//! Dataset loading
//!
//! This module reads the five CSV sources, normalizes their headers,
//! memoizes the resulting tables and decodes them into typed records.

pub mod cache;
pub mod loader;
pub mod normalize;
pub mod records;
pub mod table;

// Re-export commonly used items
pub use cache::{CacheKey, CacheStats, DatasetCache};
pub use loader::{
    DatasetPaths, Datasets, load_disorders, load_facilities, load_risk_factors,
    load_suicide_risk, load_table, load_workforce,
};
pub use records::{
    DisorderRecord, FacilityRecord, RiskFactorRecord, SuicideRiskRecord, WorkforceRecord,
};
pub use table::{DatasetRecord, Table};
◇ ◇ ◇
■ What to work on
Write out every entry once more, precisely as it stands.

■ Response area
//! Dataset loading
//!
//! This module reads the five CSV sources, normalizes their headers,
//! memoizes the resulting tables and decodes them into typed records.

pub mod cache;
pub mod loader;
pub mod normalize;
pub mod records;
pub mod table;

// Re-export commonly used items
pub use cache::{CacheKey, CacheStats, DatasetCache};
pub use loader::{
    DatasetPaths, Datasets, load_disorders, load_facilities, load_risk_factors,
    load_suicide_risk, load_table, load_workforce,
};
pub use records::{
    DisorderRecord, FacilityRecord, RiskFactorRecord, SuicideRiskRecord, WorkforceRecord,
};
pub use table::{DatasetRecord, Table};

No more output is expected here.